For this waiver to work, climate negotiators must agree on how to measure greenhouse gas emissions, and they must also agree on a definition of a climate response measure. Moreover, the wording of a WTO climate waiver will need to be precise in setting out these requirements so that the availability of the waiver can be confined to true climate response measures.
Developed countries will be tempted to employ a climate waiver as a cloak for merely protectionist measures. In turn, developing countries will be rightly apprehensive that they will do so and unduly restrict trade under and argument that certain goods do not meet higher environmental standards. But, if carefully crafted and if scrupulously limited only to measures that meet these requirements, a WTO climate waiver will, indeed, do the most toward addressing climate change while risking the least to the multilateral trading system. A WTO climate waiver will enable the continuation of the flow of trade while also imposing a price on trade when it is fueled by the emission of carbon and other greenhouse gases.
A climate waiver will allow certain trade restrictions but contain them to legitimate mitigation efforts only. A climate waiver will also give WTO judges the legal tool to be able to distinguish a justifiable climate measure from one that is not in the event that a clash between trade and climate is taken up at the WTO through dispute settlement. In the absence of a climate waiver WTO judges are left largely to draw the lines themselves when one country claims there is a WTO violation and another country insists the violation is justified.

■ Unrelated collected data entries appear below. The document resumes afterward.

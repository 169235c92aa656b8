use std::fmt;

use chrono::{DateTime, Utc};
use serde::{Deserialize, Serialize};

/// Identifier wrapper for homologation cases.
#[derive(Debug, Clone, PartialEq, Eq, Hash, Serialize, Deserialize)]
pub struct HomologationId(pub String);

/// Identifier wrapper for uploaded documents.
#[derive(Debug, Clone, PartialEq, Eq, Hash, Serialize, Deserialize)]
pub struct DocumentId(pub String);

/// Identifier wrapper for payment attempts.
#[derive(Debug, Clone, PartialEq, Eq, Hash, Serialize, Deserialize)]
pub struct PaymentId(pub String);

/// Applicant identity captured when the case is opened.
#[derive(Debug, Clone, PartialEq, Eq, Serialize, Deserialize)]
pub struct OwnerIdentity {
    pub full_name: String,
    pub email: String,
    pub national_id: String,
}

/// Vehicle being certified.
#[derive(Debug, Clone, PartialEq, Eq, Serialize, Deserialize)]
pub struct VehicleDescriptor {
    pub make: String,
    pub model: String,
    pub year: u16,
    pub vin: String,
    pub plate: Option<String>,
}

/// Lifecycle status tracked throughout the homologation workflow.
#[derive(Debug, Clone, Copy, PartialEq, Eq, Hash, Serialize, Deserialize)]
#[serde(rename_all = "snake_case")]
pub enum HomologationStatus {
    Draft,
    Submitted,
    UnderReview,
    Approved,
    Rejected,
    Completed,
}

impl HomologationStatus {
    pub const ALL: [HomologationStatus; 6] = [
        HomologationStatus::Draft,
        HomologationStatus::Submitted,
        HomologationStatus::UnderReview,
        HomologationStatus::Approved,
        HomologationStatus::Rejected,
        HomologationStatus::Completed,
    ];

    pub const fn label(self) -> &'static str {
        match self {
            HomologationStatus::Draft => "draft",
            HomologationStatus::Submitted => "submitted",
            HomologationStatus::UnderReview => "under_review",
            HomologationStatus::Approved => "approved",
            HomologationStatus::Rejected => "rejected",
            HomologationStatus::Completed => "completed",
        }
    }
}

impl fmt::Display for HomologationStatus {
    fn fmt(&self, f: &mut fmt::Formatter<'_>) -> fmt::Result {
        f.write_str(self.label())
    }
}

/// Payment condition summarized on the homologation record itself.
#[derive(Debug, Clone, Copy, PartialEq, Eq, Serialize, Deserialize)]
#[serde(rename_all = "snake_case")]
pub enum PaymentState {
    Pending,
    Paid,
    Refunded,
}

impl PaymentState {
    pub const fn label(self) -> &'static str {
        match self {
            PaymentState::Pending => "pending",
            PaymentState::Paid => "paid",
            PaymentState::Refunded => "refunded",
        }
    }
}

impl fmt::Display for PaymentState {
    fn fmt(&self, f: &mut fmt::Formatter<'_>) -> fmt::Result {
        f.write_str(self.label())
    }
}

/// Status of an individual payment attempt at the gateway.
#[derive(Debug, Clone, Copy, PartialEq, Eq, Serialize, Deserialize)]
#[serde(rename_all = "snake_case")]
pub enum PaymentStatus {
    Pending,
    Approved,
    Rejected,
    Refunded,
}

impl PaymentStatus {
    pub const fn label(self) -> &'static str {
        match self {
            PaymentStatus::Pending => "pending",
            PaymentStatus::Approved => "approved",
            PaymentStatus::Rejected => "rejected",
            PaymentStatus::Refunded => "refunded",
        }
    }
}

impl fmt::Display for PaymentStatus {
    fn fmt(&self, f: &mut fmt::Formatter<'_>) -> fmt::Result {
        f.write_str(self.label())
    }
}

/// Category of an uploaded supporting document.
#[derive(Debug, Clone, Copy, PartialEq, Eq, Serialize, Deserialize)]
#[serde(rename_all = "snake_case")]
pub enum DocumentType {
    IdCard,
    VehicleTitle,
    Insurance,
    SafetyCertificate,
    Other,
}

/// One uploaded file tied to exactly one homologation. Immutable after creation.
#[derive(Debug, Clone, PartialEq, Eq, Serialize, Deserialize)]
pub struct Document {
    pub id: DocumentId,
    pub homologation_id: HomologationId,
    pub name: String,
    pub doc_type: DocumentType,
    pub url: String,
    pub size_bytes: u64,
    pub content_type: String,
    pub uploaded_at: DateTime<Utc>,
}

/// One applicant's end-to-end vehicle-certification case.
#[derive(Debug, Clone, PartialEq, Serialize, Deserialize)]
pub struct Homologation {
    pub id: HomologationId,
    pub owner: OwnerIdentity,
    pub vehicle: VehicleDescriptor,
    pub status: HomologationStatus,
    pub payment_status: PaymentState,
    pub documents: Vec<Document>,
    pub submission_date: Option<DateTime<Utc>>,
    pub review_date: Option<DateTime<Utc>>,
    pub completion_date: Option<DateTime<Utc>>,
    pub created_at: DateTime<Utc>,
    /// Optimistic-concurrency guard, bumped by the store on every committed write.
    pub version: u64,
}

/// One payment attempt tied to exactly one homologation.
///
/// Retried preference creation may leave several records per case; at most one
/// `approved` record is meaningful.
#[derive(Debug, Clone, PartialEq, Eq, Serialize, Deserialize)]
pub struct Payment {
    pub id: PaymentId,
    pub homologation_id: HomologationId,
    pub amount_cents: i64,
    pub currency: String,
    pub preference_id: String,
    pub gateway_payment_id: Option<String>,
    pub status: PaymentStatus,
    pub created_at: DateTime<Utc>,
    pub updated_at: DateTime<Utc>,
}

/// Review-trail entry recorded on every successful admin transition.
#[derive(Debug, Clone, PartialEq, Eq, Serialize, Deserialize)]
pub struct AuditEntry {
    pub actor: String,
    pub previous_status: HomologationStatus,
    pub new_status: HomologationStatus,
    pub reason: Option<String>,
    pub recorded_at: DateTime<Utc>,
}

The adoption of a WTO climate waiver will not alone prevent a collision between trade and climate change. A climate waiver should be accompanied by other WTO actions to clarify and reinforce the consistency of WTO rules with ambitious efforts globally to mitigate and adapt to climate change. Furthermore, a climate waiver should be the first of many ways in which the WTO revises rules in accordance with the global objectives of sustainable development. A successful conclusion to the negotiations on an agreement to eliminate duties on environmental goods would be a good start—but only a start. The objectives of sustainable development include but also extend much beyond the challenge of climate change to encompass all the global economic, environmental, and social objectives that have been agreed by the members of the United Nations in the UN Sustainable Development Goals for 2030.